Once the line containing "assert_eq!(config.retry_delay_ms, 5000);" is found in the entries below, reproduce it and every line after it, stopping at and including the line containing "If this is expected, increase"; reproduce nothing else, and keep each line exact.
====== Recorded data
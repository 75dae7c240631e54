//! Command-line arguments and logging setup

use std::path::PathBuf;

use anyhow::Context;
use clap::Parser;
use relink::ConnectorConfig;
use tracing::Level;
use tracing_subscriber::prelude::*;
use tracing_subscriber::{EnvFilter, fmt};

/// relink-demo - talk to a line-protocol device over a reconnecting TCP link
///
/// Each command is sent as one line. Lines ending in `?` wait for a reply.
/// `read NAME` and `write NAME v1,v2` address named channels.
#[derive(Parser, Debug)]
#[command(name = "relink-demo", version, about)]
pub struct Cli {
    /// Device address, `host` or `host:port`
    pub address: Option<String>,

    /// Load connector settings from a TOML, YAML or JSON file
    #[arg(short, long, env = "RELINK_CONFIG")]
    pub config: Option<PathBuf>,

    /// Port used when the address has none
    #[arg(short, long, default_value_t = 5025)]
    pub port: u16,

    /// Give up after the first failure instead of reconnecting
    #[arg(long)]
    pub once: bool,

    /// Seconds to wait before retrying a failed connect
    #[arg(long, value_name = "SECS")]
    pub retry_delay: Option<u64>,

    /// Command to send; may be repeated. Commands are read from stdin when none are given
    #[arg(short = 'e', long = "exec", value_name = "LINE")]
    pub exec: Vec<String>,

    /// Enable verbose logging (-v, -vv, -vvv for trace)
    #[arg(short, long, action = clap::ArgAction::Count)]
    pub verbose: u8,

    /// Emit logs as JSON
    #[arg(long)]
    pub json: bool,
}

impl Cli {
    /// Merge the config file (if any) with command-line overrides
    pub fn connector_config(&self) -> anyhow::Result<ConnectorConfig> {
        let mut config = match &self.config {
            Some(path) => ConnectorConfig::from_file(path)
                .with_context(|| format!("loading {}", path.display()))?,
            None => ConnectorConfig::default(),
        };

        if let Some(address) = &self.address {
            config.address = Some(address.clone());
        }
        if self.once {
            config.persistent = false;
        }
        if let Some(secs) = self.retry_delay {
            config.retry_delay_ms = secs.saturating_mul(1000);
        }
        if config.address.is_none() {
            anyhow::bail!("no device address given on the command line or in the config file");
        }
        Ok(config)
    }

    /// Log to stderr; stdout carries device replies
    pub fn init_tracing(&self) -> anyhow::Result<()> {
        let level = match self.verbose {
            0 => Level::WARN,
            1 => Level::INFO,
            2 => Level::DEBUG,
            _ => Level::TRACE,
        };
        let filter =
            EnvFilter::try_from_default_env().unwrap_or_else(|_| EnvFilter::new(level.as_str()));
        let registry = tracing_subscriber::registry().with(filter);

        let result = if self.json {
            registry
                .with(fmt::layer().json().with_writer(std::io::stderr))
                .try_init()
        } else {
            registry
                .with(fmt::layer().with_target(false).with_writer(std::io::stderr))
                .try_init()
        };
        result.map_err(|e| anyhow::anyhow!("failed to initialise logging: {e}"))
    }
}

#[cfg(test)]
mod tests {
    use super::*;
    use pretty_assertions::assert_eq;

    #[test]
    fn test_overrides_apply_on_top_of_defaults() {
        let cli = Cli::try_parse_from([
            "relink-demo",
            "psu-1",
            "--once",
            "--retry-delay",
            "5",
            "-e",
            "*IDN?",
            "-e",
            "read VOLT",
        ])
        .unwrap();

        let config = cli.connector_config().unwrap();
        assert_eq!(config.address.as_deref(), Some("psu-1"));
        assert!(!config.persistent);
        assert_eq!(config.retry_delay_ms, 5000);
        assert_eq!(cli.exec, vec!["*IDN?".to_string(), "read VOLT".to_string()]);
        assert_eq!(cli.port, 5025);
    }

    #[test]
    fn test_address_is_required() {
        let cli = Cli::try_parse_from(["relink-demo"]).unwrap();
        assert!(cli.connector_config().is_err());
    }

    #[test]
    fn test_verbosity() {
        let cli = Cli::try_parse_from(["relink-demo", "-vv", "dev1"]).unwrap();
        assert_eq!(cli.verbose, 2);
    }
}
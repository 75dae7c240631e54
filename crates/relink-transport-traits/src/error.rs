//! Transport error types.

use std::time::Duration;
use thiserror::Error;

/// A specialized `Result` type for transport operations.
pub type TransportResult<T> = std::result::Result<T, TransportError>;

/// Represents errors that can occur while opening or using a stream or link.
#[derive(Error, Debug, Clone, PartialEq, Eq)]
#[non_exhaustive]
pub enum TransportError {
    /// Failed to establish a connection.
    #[error("Connection failed: {0}")]
    ConnectionFailed(String),

    /// An established connection was lost.
    #[error("Connection lost: {0}")]
    ConnectionLost(String),

    /// Connection establishment timed out.
    #[error(
        "Connection timed out after {timeout:?} for operation: {operation}. \
         If this is expected, increase the connect timeout"
    )]
    ConnectionTimeout {
        /// The operation that timed out
        operation: String,
        /// The timeout duration that was exceeded
        timeout: Duration,
    },

    /// No byte arrived within the inter-character timeout.
    #[error("Read timed out after {timeout:?} for operation: {operation}")]
    ReadTimeout {
        /// The operation that timed out
        operation: String,
        /// The timeout duration that was exceeded
        timeout: Duration,
    },

    /// Failed to send data.
    #[error("Send failed: {0}")]
    SendFailed(String),

    /// Failed to receive data.
    #[error("Receive failed: {0}")]
    ReceiveFailed(String),

    /// The address string could not be turned into a stream.
    #[error("Invalid address: {0}")]
    InvalidAddress(String),

    /// The operation requires an open stream or link.
    #[error("Not connected")]
    NotConnected,

    /// An underlying I/O error occurred.
    #[error("IO error: {0}")]
    Io(String),

    /// An unexpected internal error occurred.
    #[error("Internal error: {0}")]
    Internal(String),
}

impl TransportError {
    /// Returns `false` for faults that a retry cannot fix, such as a malformed address.
    ///
    /// The connector still retries every connect failure when persistent; this
    /// only decides how loudly the failure is logged.
    pub fn is_retryable(&self) -> bool {
        !matches!(self, Self::InvalidAddress(_) | Self::Internal(_))
    }
}

impl From<std::io::Error> for TransportError {
    fn from(err: std::io::Error) -> Self {
        use std::io::ErrorKind;

        match err.kind() {
            ErrorKind::ConnectionRefused | ErrorKind::AddrNotAvailable => {
                Self::ConnectionFailed(err.to_string())
            }
            ErrorKind::ConnectionReset | ErrorKind::ConnectionAborted | ErrorKind::BrokenPipe => {
                Self::ConnectionLost(err.to_string())
            }
            _ => Self::Io(err.to_string()),
        }
    }
}
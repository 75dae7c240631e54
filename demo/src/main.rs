//! relink-demo: send commands to a line-protocol device over a reconnecting link
//!
//! ```text
//! relink-demo psu-1 -e '*IDN?' -e 'read VOLT'
//! relink-demo --config connector.toml -v      # commands from stdin
//! ```

mod cli;
mod device;

use std::sync::Arc;
use std::time::Duration;

use clap::Parser;
use relink::{Connector, StopOutcome};
use tokio::io::{AsyncBufReadExt, BufReader};
use tracing::{info, warn};

use crate::cli::Cli;
use crate::device::{Console, LineQuery, parse_command};

#[tokio::main]
async fn main() -> anyhow::Result<()> {
    let cli = Cli::parse();
    cli.init_tracing()?;
    let config = cli.connector_config()?;

    let console = Arc::new(Console::default());
    let connector = Connector::tcp(LineQuery::new(cli.port), config);
    connector.set_listener(console.clone());
    connector.start()?;
    info!(
        "Talking to {}",
        connector.address().unwrap_or_default()
    );

    if cli.exec.is_empty() {
        interactive(&connector).await?;
    } else {
        for (id, line) in (1..).zip(&cli.exec) {
            connector.enqueue(parse_command(id, line));
        }
        tokio::select! {
            () = console.wait_completed(cli.exec.len()) => {}
            () = gave_up(&connector) => warn!("Connector gave up"),
            _ = tokio::signal::ctrl_c() => warn!("Interrupted"),
        }
    }

    if connector.stop().await == StopOutcome::TimedOut {
        warn!("Worker still busy at exit");
    }
    let metrics = connector.metrics();
    info!(
        "{} connect attempts, {} failures, {} sessions",
        metrics.connect_attempts, metrics.connect_failures, metrics.sessions
    );
    Ok(())
}

/// Forward stdin lines until EOF or Ctrl-C
async fn interactive(connector: &Connector<LineQuery>) -> anyhow::Result<()> {
    let mut lines = BufReader::new(tokio::io::stdin()).lines();
    let mut next_id = 1;
    loop {
        tokio::select! {
            line = lines.next_line() => match line? {
                Some(line) if line.trim().is_empty() => {}
                Some(line) => {
                    connector.enqueue(parse_command(next_id, &line));
                    next_id += 1;
                }
                None => return Ok(()),
            },
            _ = tokio::signal::ctrl_c() => return Ok(()),
            () = gave_up(connector) => {
                warn!("Connector gave up");
                return Ok(());
            }
        }
    }
}

/// Resolves once a non-persistent connector has stopped on its own
async fn gave_up(connector: &Connector<LineQuery>) {
    while connector.is_running() {
        tokio::time::sleep(Duration::from_millis(100)).await;
    }
}
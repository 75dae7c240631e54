//! Stream timeout configuration.

use serde::{Deserialize, Serialize};
use std::time::Duration;

/// Timeouts applied to a stream before it is opened.
#[derive(Debug, Clone, PartialEq, Eq, Serialize, Deserialize)]
pub struct StreamTimeouts {
    /// Connection establishment timeout.
    pub connect: Duration,

    /// Maximum gap between two received bytes.
    /// `None` = wait indefinitely
    pub char_timeout: Option<Duration>,

    /// Write timeout.
    /// `None` = no timeout
    pub write: Option<Duration>,
}

impl Default for StreamTimeouts {
    fn default() -> Self {
        Self {
            connect: Duration::from_secs(5),
            char_timeout: Some(Duration::from_millis(500)),
            write: Some(Duration::from_secs(5)),
        }
    }
}

impl StreamTimeouts {
    /// Create a configuration that never times out reads or writes.
    #[must_use]
    pub const fn unlimited() -> Self {
        Self {
            connect: Duration::from_secs(30),
            char_timeout: None,
            write: None,
        }
    }

    /// Replace the inter-character read timeout.
    #[must_use]
    pub const fn with_char_timeout(mut self, timeout: Duration) -> Self {
        self.char_timeout = Some(timeout);
        self
    }
}
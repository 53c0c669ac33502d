#![no_main]
use libfuzzer_sys::fuzz_target;
use pdf_graph::document::DocumentParser;
use pdf_graph::writer::{Writer, WriteOptions};

fn harness(data: &[u8]) {
    if let Ok(context) = DocumentParser::new(data).parse_into_context() {
        let _ = Writer::new(&context, WriteOptions::default()).serialize_to_buffer();
    }
}

fuzz_target!(|data: &[u8]| {
    harness(data);
});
============
**Answer box**
        assert_eq!(config.retry_delay_ms, 5000);
        assert_eq!(cli.exec, vec!["*IDN?".to_string(), "read VOLT".to_string()]);
        assert_eq!(cli.port, 5025);
    }

    #[test]
    fn test_address_is_required() {
        let cli = Cli::try_parse_from(["relink-demo"]).unwrap();
        assert!(cli.connector_config().is_err());
    }

    #[test]
    fn test_verbosity() {
        let cli = Cli::try_parse_from(["relink-demo", "-vv", "dev1"]).unwrap();
        assert_eq!(cli.verbose, 2);
    }
}
repository 75dae7c240631e54
filename crates/relink-transport-traits/src/error.rs
//! Transport error types.

use std::time::Duration;
use thiserror::Error;

/// A specialized `Result` type for transport operations.
pub type TransportResult<T> = std::result::Result<T, TransportError>;

/// Represents errors that can occur while opening or using a stream or link.
#[derive(Error, Debug, Clone, PartialEq, Eq)]
#[non_exhaustive]
pub enum TransportError {
    /// Failed to establish a connection.
    #[error("Connection failed: {0}")]
    ConnectionFailed(String),

    /// An established connection was lost.
    #[error("Connection lost: {0}")]
    ConnectionLost(String),

    /// Connection establishment timed out.
    #[error(
        "Connection timed out after {timeout:?} for operation: {operation}. \
         If this is expected, increase the connect timeout"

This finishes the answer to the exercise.